• **Exercise requirements**:
Write out the whole listing exactly.

• **Material supplied**:

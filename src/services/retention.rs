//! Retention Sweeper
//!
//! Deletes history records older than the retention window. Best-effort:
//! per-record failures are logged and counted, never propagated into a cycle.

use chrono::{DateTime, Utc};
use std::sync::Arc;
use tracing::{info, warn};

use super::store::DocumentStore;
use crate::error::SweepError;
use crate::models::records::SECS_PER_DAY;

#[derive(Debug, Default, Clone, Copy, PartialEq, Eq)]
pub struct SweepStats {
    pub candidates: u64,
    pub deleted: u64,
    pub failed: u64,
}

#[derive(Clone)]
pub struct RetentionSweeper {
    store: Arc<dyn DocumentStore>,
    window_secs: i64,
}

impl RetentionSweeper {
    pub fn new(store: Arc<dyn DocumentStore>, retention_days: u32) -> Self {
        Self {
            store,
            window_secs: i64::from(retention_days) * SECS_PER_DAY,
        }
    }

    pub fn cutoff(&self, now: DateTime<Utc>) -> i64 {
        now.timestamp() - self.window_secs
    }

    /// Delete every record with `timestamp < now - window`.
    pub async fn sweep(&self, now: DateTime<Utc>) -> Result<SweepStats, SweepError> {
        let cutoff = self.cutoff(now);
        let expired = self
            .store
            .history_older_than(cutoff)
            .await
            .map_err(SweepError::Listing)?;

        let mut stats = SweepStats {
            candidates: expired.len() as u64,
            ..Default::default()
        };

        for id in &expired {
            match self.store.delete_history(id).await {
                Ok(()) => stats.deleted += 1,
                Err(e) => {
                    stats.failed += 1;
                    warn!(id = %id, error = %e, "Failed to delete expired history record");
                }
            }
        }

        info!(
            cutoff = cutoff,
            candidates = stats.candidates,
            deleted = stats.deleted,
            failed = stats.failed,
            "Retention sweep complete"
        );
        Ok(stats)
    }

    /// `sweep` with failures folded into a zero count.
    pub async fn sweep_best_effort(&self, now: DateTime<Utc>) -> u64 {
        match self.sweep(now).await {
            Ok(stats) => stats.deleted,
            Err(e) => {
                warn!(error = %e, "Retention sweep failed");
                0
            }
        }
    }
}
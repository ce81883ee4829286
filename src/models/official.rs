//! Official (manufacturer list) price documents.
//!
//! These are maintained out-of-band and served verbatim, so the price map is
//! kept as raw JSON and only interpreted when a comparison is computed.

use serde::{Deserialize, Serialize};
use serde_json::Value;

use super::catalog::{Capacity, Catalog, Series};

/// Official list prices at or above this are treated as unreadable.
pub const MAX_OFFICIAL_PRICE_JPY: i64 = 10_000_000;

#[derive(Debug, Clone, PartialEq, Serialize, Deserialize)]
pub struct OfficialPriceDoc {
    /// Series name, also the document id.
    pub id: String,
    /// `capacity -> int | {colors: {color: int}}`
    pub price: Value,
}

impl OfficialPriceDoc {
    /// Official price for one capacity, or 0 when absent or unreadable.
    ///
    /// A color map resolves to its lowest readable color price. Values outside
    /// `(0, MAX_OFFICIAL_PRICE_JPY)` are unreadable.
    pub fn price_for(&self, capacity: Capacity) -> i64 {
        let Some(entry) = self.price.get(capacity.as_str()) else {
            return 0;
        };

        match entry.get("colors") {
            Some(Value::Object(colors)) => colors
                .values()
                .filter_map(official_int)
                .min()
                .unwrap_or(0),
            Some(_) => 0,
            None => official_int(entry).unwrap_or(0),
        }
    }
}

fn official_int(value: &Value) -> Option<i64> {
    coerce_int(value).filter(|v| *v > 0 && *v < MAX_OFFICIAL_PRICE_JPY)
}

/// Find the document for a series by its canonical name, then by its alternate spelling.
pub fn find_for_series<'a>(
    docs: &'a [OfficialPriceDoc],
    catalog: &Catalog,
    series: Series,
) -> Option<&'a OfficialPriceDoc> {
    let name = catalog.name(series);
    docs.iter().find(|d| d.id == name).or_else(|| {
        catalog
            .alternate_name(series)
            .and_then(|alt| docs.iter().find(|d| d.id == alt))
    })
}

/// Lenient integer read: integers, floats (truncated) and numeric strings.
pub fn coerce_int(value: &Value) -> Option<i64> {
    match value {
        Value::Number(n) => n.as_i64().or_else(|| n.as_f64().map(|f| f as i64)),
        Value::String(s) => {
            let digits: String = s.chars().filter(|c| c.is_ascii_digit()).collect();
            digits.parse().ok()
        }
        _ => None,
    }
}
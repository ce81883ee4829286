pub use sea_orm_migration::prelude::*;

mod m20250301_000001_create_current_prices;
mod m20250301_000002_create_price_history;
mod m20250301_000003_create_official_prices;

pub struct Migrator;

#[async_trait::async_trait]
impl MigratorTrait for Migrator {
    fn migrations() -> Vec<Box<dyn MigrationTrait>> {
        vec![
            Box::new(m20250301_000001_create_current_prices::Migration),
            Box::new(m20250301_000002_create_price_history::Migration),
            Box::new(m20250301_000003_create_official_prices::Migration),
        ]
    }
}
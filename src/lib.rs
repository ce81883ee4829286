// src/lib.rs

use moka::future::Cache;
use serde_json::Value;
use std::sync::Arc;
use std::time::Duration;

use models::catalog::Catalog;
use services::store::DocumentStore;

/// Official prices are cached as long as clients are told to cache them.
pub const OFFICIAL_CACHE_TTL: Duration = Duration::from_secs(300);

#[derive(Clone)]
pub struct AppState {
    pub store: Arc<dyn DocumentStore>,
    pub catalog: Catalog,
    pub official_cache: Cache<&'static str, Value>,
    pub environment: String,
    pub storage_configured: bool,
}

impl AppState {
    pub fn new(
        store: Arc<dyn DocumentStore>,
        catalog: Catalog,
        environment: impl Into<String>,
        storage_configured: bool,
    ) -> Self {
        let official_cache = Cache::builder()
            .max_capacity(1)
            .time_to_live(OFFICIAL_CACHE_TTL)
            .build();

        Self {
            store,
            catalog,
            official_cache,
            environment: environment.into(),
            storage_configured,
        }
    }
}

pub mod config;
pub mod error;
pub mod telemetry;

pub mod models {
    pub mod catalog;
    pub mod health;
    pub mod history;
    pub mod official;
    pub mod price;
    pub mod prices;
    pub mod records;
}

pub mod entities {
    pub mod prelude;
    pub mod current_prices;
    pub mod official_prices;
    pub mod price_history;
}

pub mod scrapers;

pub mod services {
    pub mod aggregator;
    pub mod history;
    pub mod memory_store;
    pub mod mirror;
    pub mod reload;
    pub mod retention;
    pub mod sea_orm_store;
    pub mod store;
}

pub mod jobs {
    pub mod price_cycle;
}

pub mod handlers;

• **Response to this exercise**:
filename src/services/retention.rs
//! Retention Sweeper
//!
//! Deletes history records older than the retention window. Best-effort:
//! per-record failures are logged and counted, never propagated into a cycle.

use chrono::{DateTime, Utc};
use std::sync::Arc;
use tracing::{info, warn};

use super::store::DocumentStore;
use crate::error::SweepError;
use crate::models::records::SECS_PER_DAY;

#[derive(Debug, Default, Clone, Copy, PartialEq, Eq)]
pub struct SweepStats {
    pub candidates: u64,
    pub deleted: u64,
    pub failed: u64,
}

#[derive(Clone)]
pub struct RetentionSweeper {
    store: Arc<dyn DocumentStore>,
    window_secs: i64,
}

impl RetentionSweeper {
    pub fn new(store: Arc<dyn DocumentStore>, retention_days: u32) -> Self {
        Self {
            store,
            window_secs: i64::from(retention_days) * SECS_PER_DAY,
        }
    }

    pub fn cutoff(&self, now: DateTime<Utc>) -> i64 {
        now.timestamp() - self.window_secs
    }

    /// Delete every record with `timestamp < now - window`.
    pub async fn sweep(&self, now: DateTime<Utc>) -> Result<SweepStats, SweepError> {
        let cutoff = self.cutoff(now);
        let expired = self
            .store
            .history_older_than(cutoff)
            .await
            .map_err(SweepError::Listing)?;

        let mut stats = SweepStats {
            candidates: expired.len() as u64,
            ..Default::default()
        };

        for id in &expired {
            match self.store.delete_history(id).await {
                Ok(()) => stats.deleted += 1,
                Err(e) => {
                    stats.failed += 1;
                    warn!(id = %id, error = %e, "Failed to delete expired history record");
                }
            }
        }

        info!(
            cutoff = cutoff,
            candidates = stats.candidates,
            deleted = stats.deleted,
            failed = stats.failed,
            "Retention sweep complete"
        );
        Ok(stats)
    }

    /// `sweep` with failures folded into a zero count.
    pub async fn sweep_best_effort(&self, now: DateTime<Utc>) -> u64 {
        match self.sweep(now).await {
            Ok(stats) => stats.deleted,
            Err(e) => {
                warn!(error = %e, "Retention sweep failed");
                0
            }
        }
    }
}
repository ce81883ee4829286
filename src/models/official.rs
//! Official (manufacturer list) price documents.
//!
//! These are maintained out-of-band and served verbatim, so the price map is
//! kept as raw JSON and only interpreted when a comparison is computed.

use serde::{Deserialize, Serialize};
use serde_json::Value;

use super::catalog::{Capacity, Catalog, Series};

/// Official list prices at or above this are treated as unreadable.
pub const MAX_OFFICIAL_PRICE_JPY: i64 = 10_000_000;

#[derive(Debug, Clone, PartialEq, Serialize, Deserialize)]
pub struct OfficialPriceDoc {
    /// Series name, also the document id.
    pub id: String,
    /// `capacity -> int | {colors: {color: int}}`
    pub price: Value,
}

impl OfficialPriceDoc {
    /// Official price for one capacity, or 0 when absent or unreadable.
    ///
    /// A color map resolves to its lowest readable color price. Values outside
    /// `(0, MAX_OFFICIAL_PRICE_JPY)` are unreadable.
    pub fn price_for(&self, capacity: Capacity) -> i64 {
        let Some(entry) = self.price.get(capacity.as_str()) else {
            return 0;
        };

        match entry.get("colors") {
            Some(Value::Object(colors)) => colors
                .values()
                .filter_map(official_int)
                .min()
                .unwrap_or(0),
            Some(_) => 0,
            None => official_int(entry).unwrap_or(0),
        }
    }
}

fn official_int(value: &Value) -> Option<i64> {
    coerce_int(value).filter(|v| *v > 0 && *v < MAX_OFFICIAL_PRICE_JPY)
}

/// Find the document for a series by its canonical name, then by its alternate spelling.
pub fn find_for_series<'a>(
    docs: &'a [OfficialPriceDoc],
    catalog: &Catalog,
    series: Series,
) -> Option<&'a OfficialPriceDoc> {
    let name = catalog.name(series);
    docs.iter().find(|d| d.id == name).or_else(|| {
        catalog
            .alternate_name(series)
            .and_then(|alt| docs.iter().find(|d| d.id == alt))
    })
}

/// Lenient integer read: integers, floats (truncated) and numeric strings.
pub fn coerce_int(value: &Value) -> Option<i64> {
    match value {
        Value::Number(n) => n.as_i64().or_else(|| n.as_f64().map(|f| f as i64)),
        Value::String(s) => {
            let digits: String = s.chars().filter(|c| c.is_ascii_digit()).collect();
            digits.parse().ok()
        }
        _ => None,
    }
}
repository ce81883ee4829286
pub use sea_orm_migration::prelude::*;

mod m20250301_000001_create_current_prices;
mod m20250301_000002_create_price_history;
mod m20250301_000003_create_official_prices;

pub struct Migrator;

#[async_trait::async_trait]
impl MigratorTrait for Migrator {
    fn migrations() -> Vec<Box<dyn MigrationTrait>> {
        vec![
            Box::new(m20250301_000001_create_current_prices::Migration),
            Box::new(m20250301_000002_create_price_history::Migration),
            Box::new(m20250301_000003_create_official_prices::Migration),
        ]
    }
}
filename src/lib.rs
repository ce81883ee4829286
// src/lib.rs

use moka::future::Cache;
use serde_json::Value;
use std::sync::Arc;
use std::time::Duration;

use models::catalog::Catalog;
use services::store::DocumentStore;

/// Official prices are cached as long as clients are told to cache them.
pub const OFFICIAL_CACHE_TTL: Duration = Duration::from_secs(300);

#[derive(Clone)]
pub struct AppState {
    pub store: Arc<dyn DocumentStore>,
    pub catalog: Catalog,
    pub official_cache: Cache<&'static str, Value>,
    pub environment: String,
    pub storage_configured: bool,
}

impl AppState {
    pub fn new(
        store: Arc<dyn DocumentStore>,
        catalog: Catalog,
        environment: impl Into<String>,
        storage_configured: bool,
    ) -> Self {
        let official_cache = Cache::builder()
            .max_capacity(1)
            .time_to_live(OFFICIAL_CACHE_TTL)
            .build();

        Self {
            store,
            catalog,
            official_cache,
            environment: environment.into(),
            storage_configured,
        }
    }
}

pub mod config;
pub mod error;
pub mod telemetry;

pub mod models {
    pub mod catalog;
    pub mod health;
    pub mod history;
    pub mod official;
    pub mod price;
    pub mod prices;
    pub mod records;
}

pub mod entities {
    pub mod prelude;
    pub mod current_prices;
    pub mod official_prices;
    pub mod price_history;
}

pub mod scrapers;

pub mod services {
    pub mod aggregator;
    pub mod history;
    pub mod memory_store;
    pub mod mirror;
    pub mod reload;
    pub mod retention;
    pub mod sea_orm_store;
    pub mod store;
}

pub mod jobs {
    pub mod price_cycle;
}

pub mod handlers;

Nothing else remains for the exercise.